The Gendered Brain by Gina Rippon
Author:Gina Rippon [Rippon, Gina]
Language: eng
Format: epub
ISBN: 9781473548978
Publisher: Random House
Published: 2019-02-28T00:00:00+00:00
Not those bloody monkeys again
Newborns can’t reach or grasp for anything. They are hostage to the toys that their caregivers give them. These caregivers will probably have their own ideas as to what is appropriate for their tiny charges, even if it is just to ensure that it is the toy that was given by whoever is about to visit.
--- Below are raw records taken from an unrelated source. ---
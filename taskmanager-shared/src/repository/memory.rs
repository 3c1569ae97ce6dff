//! In-memory repositories for service unit tests

use std::collections::BTreeMap;
use std::sync::Mutex;

use async_trait::async_trait;
use chrono::Utc;

use super::{RepositoryError, TaskRepository, UserRepository};
use crate::models::task::{NewTask, Task, UpdateTask};
use crate::models::user::{CreateUser, User};

#[derive(Default)]
pub struct InMemoryTaskRepository {
    rows: Mutex<BTreeMap<i64, Task>>,
}

impl InMemoryTaskRepository {
    pub fn len(&self) -> usize {
        self.rows.lock().unwrap().len()
    }
}

#[async_trait]
impl TaskRepository for InMemoryTaskRepository {
    async fn store(&self, owner_id: i64, task: NewTask) -> Result<Task, RepositoryError> {
        let mut rows = self.rows.lock().unwrap();
        let id = rows.keys().next_back().copied().unwrap_or(0) + 1;

        let row = Task {
            id,
            name: task.name,
            priority: task.priority,
            description: task.description,
            due_date: task.due_date,
            created_at: Utc::now(),
            created_by: owner_id,
        };
        rows.insert(id, row.clone());
        Ok(row)
    }

    async fn update(&self, caller_id: i64, update: UpdateTask) -> Result<Task, RepositoryError> {
        let mut rows = self.rows.lock().unwrap();

        let mut task = rows
            .get(&update.id)
            .cloned()
            .ok_or(RepositoryError::NotFound { op: "update", id: update.id })?;

        update.apply_to(&mut task);
        if task.created_by != caller_id {
            return Err(RepositoryError::Unauthorized { op: "update" });
        }

        rows.insert(task.id, task.clone());
        Ok(task)
    }

    async fn show(&self, id: i64) -> Result<Task, RepositoryError> {
        self.rows
            .lock()
            .unwrap()
            .get(&id)
            .cloned()
            .ok_or(RepositoryError::NotFound { op: "show", id })
    }

    async fn index(&self, owner_id: i64) -> Result<Vec<Task>, RepositoryError> {
        Ok(self
            .rows
            .lock()
            .unwrap()
            .values()
            .filter(|task| task.created_by == owner_id)
            .cloned()
            .collect())
    }

    async fn delete(&self, id: i64) -> Result<(), RepositoryError> {
        self.rows.lock().unwrap().remove(&id);
        Ok(())
    }

    async fn is_task_owner(&self, user_id: i64, id: i64) -> Result<bool, RepositoryError> {
        Ok(self
            .rows
            .lock()
            .unwrap()
            .get(&id)
            .is_some_and(|task| task.created_by == user_id))
    }
}

#[derive(Default)]
pub struct InMemoryUserRepository {
    rows: Mutex<Vec<User>>,
}

#[async_trait]
impl UserRepository for InMemoryUserRepository {
    async fn create_user(&self, user: CreateUser) -> Result<User, RepositoryError> {
        let mut rows = self.rows.lock().unwrap();
        if rows.iter().any(|existing| existing.email == user.email) {
            return Err(RepositoryError::DuplicateEmail { op: "create_user" });
        }

        let created = User {
            id: rows.len() as i64 + 1,
            name: user.name,
            email: user.email,
            password_hash: user.password_hash,
            created_at: Utc::now(),
        };
        rows.push(created.clone());
        Ok(created)
    }

    async fn email_exists(&self, email: &str) -> Result<bool, RepositoryError> {
        Ok(self.rows.lock().unwrap().iter().any(|user| user.email == email))
    }

    async fn find_by_email(&self, email: &str) -> Result<Option<User>, RepositoryError> {
        Ok(self
            .rows
            .lock()
            .unwrap()
            .iter()
            .find(|user| user.email == email)
            .cloned())
    }
}
//! # Task Manager Shared Library
//!
//! This crate contains the domain types, persistence, business rules and
//! authentication primitives used by the Task Manager API server.
//!
//! ## Module Organization
//!
//! - `models`: Database models and data structures
//! - `repository`: Parametrized SQL behind the `UserRepository` / `TaskRepository` traits
//! - `services`: Business-rule sequencing on top of the repositories
//! - `validation`: Pure request validators
//! - `auth`: Password hashing, JWT tokens, authentication and ownership checks
//! - `db`: Connection pool and migrations

pub mod auth;
pub mod db;
pub mod models;
pub mod repository;
pub mod services;
pub mod validation;

/// Current version of the Task Manager shared library
pub const VERSION: &str = env!("CARGO_PKG_VERSION");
We know that the apparent preference shown by newborn boys for mobiles and girls for faces has been generally refuted and never replicated. Gerianne Alexander from UCLA measured eye gaze time and frequency in 4–5-month-olds looking at dolls and trucks, with the frequency measure suggesting a girl preference for dolls.58 But as we saw above, there is already evidence of gender differences in babies’ toyed environment from as young as five months, so it is hard to extract a definitive answer to the question about whether toy preference is present from birth. Throw some older siblings into the mix, together with more or less gender-aware grandparents or childminders, and it is hard to see just how you might get proof of this assertion. The idea, of course, is that newborn infants supposedly offer a chance to look at pre-socialisation behaviour, though those gender reveal parties would suggest these babies are not entering a world without expectations.
But there is (again, supposedly) another way of finding out what toys might be chosen by ‘unsocialised’ individuals. In my experience, whenever the ‘innateness’ of children’s toy preference is debated, at some point someone will say: ‘But what about the monkeys?’ This is because a compelling ‘monkey myth’, accompanied, in some cases, by a convincing little video clip, has entered the public consciousness as proof that toy preferences are not socially constructed but are really biologically based. I once appeared on a Sky News breakfast programme following up a claim that a shortage of carers could be ‘cured’ by getting boys to play with dolls.59 They asked me to do a sound check just when the presenter announced in my earpiece that they would be showing this monkey clip prior to my appearance. So somewhere in the archives of Sky News is a recording of my exasperated, and apparently clearly audible, tones exclaiming: ‘Not those bloody monkeys again!’
Various versions of this video show male monkeys eagerly grabbing wheeled toys, almost appearing to ‘brmm-brmm’ them along the ground like little boys with toy trucks, whereas their female counterparts can be seen cradling doll-like toys. As, it is claimed, monkeys can’t possibly have been exposed to gender socialisation processes, this ‘clear-cut’ gender divide is proof that toy preference is a reflection of some kind of biological bias, a ‘natural’ expression of gender-based predispositions either to ‘manipulate’ or ‘cradle’, with a whole raft of downstream consequences for lifestyle choices and future careers.
There are two oft-quoted studies in this effort to disentangle ‘nature’ from ‘nurture’. One of these is by Professor Melissa Hines, now director of the Gender Development Research Centre at the University of Cambridge.60 Together with Gerianne Alexander, she studied toy preference in vervet monkeys.